Praktijkgerichte programma’s worden ontwikkeld voor 320 klokuren in leerjaar 3 en 4 van het vmbo. Dit betekent dat de programma’s gemiddeld een omvang hebben van 4 lesuren per week (van 50 minuten) gedurende twee leerjaren. Het voortgezet onderwijs kent geen voorgeschreven lessentabel (met uitzondering van lichamelijke oefening dat gemiddeld 2 uur per leerjaar gegeven moet worden). Dit betekent dat scholen zelf bepalen hoeveel uur per week ze besteden aan een praktijkgericht programma. Dit kan meer of minder zijn dan 4 uur per week. Uiteindelijk moeten de doelen, zoals ze vastgelegd zijn in de examenprogramma’s, beheerst worden door de leerlingen.
Een praktijkgericht programma bestaat uit realistische, levensechte opdrachten uit de regio van de leerling. Deze opdrachten kunnen binnen en buiten de school uitgevoerd worden. In alle gevallen is het de bedoeling dat het regionaal bedrijfsleven betrokken is bij het onderwijs. Met regionaal bedrijfsleven wordt elke organisatie bedoeld die mensen aan het werk heeft, profit en non-profit, bedrijven, instellingen en overheid.
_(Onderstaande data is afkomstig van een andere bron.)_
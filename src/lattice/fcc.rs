use super::Lattice;

/// Face-centered cubic lattice with four basis sites per unit cell.
#[derive(Clone, Copy, Debug)]
pub struct Fcc {
    a: f64,
}
impl Fcc {
    const BASIS: [[f64; 3]; 4] = [
        [0.0, 0.0, 0.0],
        [0.0, 0.5, 0.5],
        [0.5, 0.0, 0.5],
        [0.5, 0.5, 0.0],
    ];

    pub fn new(a: f64) -> Self {
        assert!(
            a.is_finite() && a > 0.0,
            "Lattice constant should be positive, found {}",
            a,
        );
        Self { a }
    }
    /// Lattice constant for a given number density (4 atoms per cell).
    pub fn from_density(rho: f64) -> Self {
        Self::new((4.0 / rho).cbrt())
    }
}
impl Lattice for Fcc {
    fn cell_lengths(&self) -> [f64; 3] {
        [self.a, self.a, self.a]
    }
    fn site_coords(&self, origin: [f64; 3], cells: [usize; 3]) -> Vec<[f64; 3]> {
        let mut coords = Vec::with_capacity(4 * cells[0] * cells[1] * cells[2]);
        for i in 0..cells[0] {
            for j in 0..cells[1] {
                for k in 0..cells[2] {
                    for basis in Self::BASIS {
                        coords.push([
                            origin[0] + self.a * (i as f64 + basis[0]),
                            origin[1] + self.a * (j as f64 + basis[1]),
                            origin[2] + self.a * (k as f64 + basis[2]),
                        ]);
                    }
                }
            }
        }
        coords
    }
}

#[cfg(test)]
mod tests {
    use super::*;

    #[test]
    fn argon_block_has_4000_sites() {
        // 10x10x10 cells at the argon lattice constant
        let coords = Fcc::new(5.26).site_coords([0.0; 3], [10, 10, 10]);
        assert_eq!(coords.len(), 4000);
        // all sites inside the canonical 52.6 box
        assert!(coords
            .iter()
            .all(|c| c.iter().all(|&x| (0.0..52.6).contains(&x))));
    }

    #[test]
    fn nearest_neighbor_spacing() {
        let coords = Fcc::new(2.0).site_coords([0.0; 3], [2, 2, 2]);
        let mut min2 = f64::MAX;
        for i in 0..coords.len() {
            for j in (i + 1)..coords.len() {
                let d2 = (0..3)
                    .map(|k| (coords[i][k] - coords[j][k]).powi(2))
                    .sum::<f64>();
                min2 = min2.min(d2);
            }
        }
        // a / sqrt(2)
        assert!((min2.sqrt() - 2.0 / 2f64.sqrt()).abs() < 1e-12);
    }

    #[test]
    fn density_round_trip() {
        let fcc = Fcc::from_density(0.5);
        let a = fcc.cell_lengths()[0];
        assert!((4.0 / a.powi(3) - 0.5).abs() < 1e-12);
    }
}
use std::{sync::mpsc, thread};

use tracing::{debug, error};

use crate::{
    checkpoint::Checkpoint,
    engine::Engine,
    error::Error,
    parallel::{CheckpointPart, MainMsg, Worker, WorkerMsg},
    potential::PairPotential,
};

/// The manager that runs a simulation over a set of worker threads.
///
/// Each worker owns one subdomain and executes the same run function; the
/// manager routes channel setup between workers, serves global reductions,
/// and assembles checkpoint files from per-worker parts.
pub struct Runtime<P: PairPotential> {
    rx: mpsc::Receiver<WorkerMsg>,
    tx: mpsc::Sender<WorkerMsg>,
    workers: Vec<mpsc::Sender<MainMsg<P>>>,
}

impl<P: PairPotential + 'static> Runtime<P> {
    pub fn new() -> Self {
        let (tx, rx) = mpsc::channel();
        Self {
            rx,
            tx,
            workers: Vec::new(),
        }
    }

    /// Spawn `nworkers` threads, run `f` on each, and supervise until every
    /// worker completes or one fails.
    pub fn run(
        &mut self,
        nworkers: usize,
        f: fn(&mut Engine<P>) -> Result<(), Error>,
    ) -> Result<(), Error> {
        assert!(nworkers > 0, "At least one worker is required");
        self.workers.clear();

        for index in 0..nworkers {
            let (tx_worker, rx_worker) = mpsc::channel();
            self.workers.push(tx_worker);
            let worker = Worker::new(rx_worker, self.tx.clone());
            let _detached = thread::Builder::new()
                .name(format!("rmd-worker-{}", index))
                .spawn(move || worker.run_thread())
                .map_err(Error::Io)?;
        }

        for (index, worker) in self.workers.iter().enumerate() {
            worker
                .send(MainMsg::Setup {
                    index,
                    count: nworkers,
                })
                .map_err(|_| Error::Disconnected)?;
            worker.send(MainMsg::Run(f)).map_err(|_| Error::Disconnected)?;
        }
        debug!(nworkers, "workers launched");

        self.supervise(nworkers)
    }

    fn supervise(&mut self, nworkers: usize) -> Result<(), Error> {
        let mut complete = 0;
        let mut reductions: Vec<Vec<f64>> = Vec::new();
        let mut checkpoint_parts: Vec<CheckpointPart> = Vec::new();

        loop {
            let message = self.rx.recv().map_err(|_| Error::Disconnected)?;
            match message {
                WorkerMsg::Link { to, from, sender } => {
                    self.workers[to]
                        .send(MainMsg::Link { from, sender })
                        .map_err(|_| Error::Disconnected)?;
                }
                WorkerMsg::Reduce(values) => {
                    reductions.push(values);
                    if reductions.len() == nworkers {
                        let sum = element_sum(&reductions);
                        reductions.clear();
                        for worker in &self.workers {
                            worker
                                .send(MainMsg::Reduced(sum.clone()))
                                .map_err(|_| Error::Disconnected)?;
                        }
                    }
                }
                WorkerMsg::Checkpoint(part) => {
                    checkpoint_parts.push(*part);
                    if checkpoint_parts.len() == nworkers {
                        let result = assemble_and_save(std::mem::take(&mut checkpoint_parts));
                        if let Err(reason) = &result {
                            error!(reason = %reason, "checkpoint assembly failed");
                        }
                        for worker in &self.workers {
                            worker
                                .send(MainMsg::CheckpointSaved(result.clone()))
                                .map_err(|_| Error::Disconnected)?;
                        }
                    }
                }
                WorkerMsg::Complete => {
                    complete += 1;
                    if complete == nworkers {
                        return Ok(());
                    }
                }
                WorkerMsg::Failed(e) => return Err(e),
            }
        }
    }
}

fn element_sum(parts: &[Vec<f64>]) -> Vec<f64> {
    let mut sum = vec![0.0; parts.iter().map(Vec::len).max().unwrap_or(0)];
    for part in parts {
        for (acc, v) in sum.iter_mut().zip(part.iter()) {
            *acc += v;
        }
    }
    sum
}

fn assemble_and_save(mut parts: Vec<CheckpointPart>) -> Result<(), String> {
    let meta = parts
        .iter_mut()
        .find_map(|p| p.meta.take())
        .ok_or_else(|| "no worker supplied checkpoint metadata".to_string())?;
    let path = parts[0].path.clone();

    let mut records: Vec<(usize, usize, [f64; 3], [f64; 3])> = parts
        .iter()
        .flat_map(|p| {
            p.ids
                .iter()
                .enumerate()
                .map(|(n, &id)| (id, p.species[n], p.positions[n], p.velocities[n]))
        })
        .collect();
    records.sort_unstable_by_key(|r| r.0);

    let checkpoint = Checkpoint {
        edges: meta.edges,
        periodic: meta.periodic,
        species: meta.species_table,
        atom_species: records.iter().map(|r| r.1).collect(),
        positions: records.iter().map(|r| r.2).collect(),
        velocities: records.iter().map(|r| r.3).collect(),
        time: meta.time,
        step: meta.step,
    };
    checkpoint.save(&path).map_err(|e| e.to_string())
}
Om opdrachten te verwerven moeten scholen samenwerken met het regionaal bedrijfsleven. Dit kan elke school en elke docent apart doen, maar scholen kunnen hun krachten ook bundelen en een ‘accountmanager’ voor de school of regio aanstellen.
Of die afsluiting zowel een centraal examen (CE) als een schoolexamen (SE) omvat is op dit moment nog niet bekend. Het cijfer dat behaald wordt telt mee in de slaag- zakregeling. In de pilot wordt het praktijkgerichte programma afgesloten met een SE.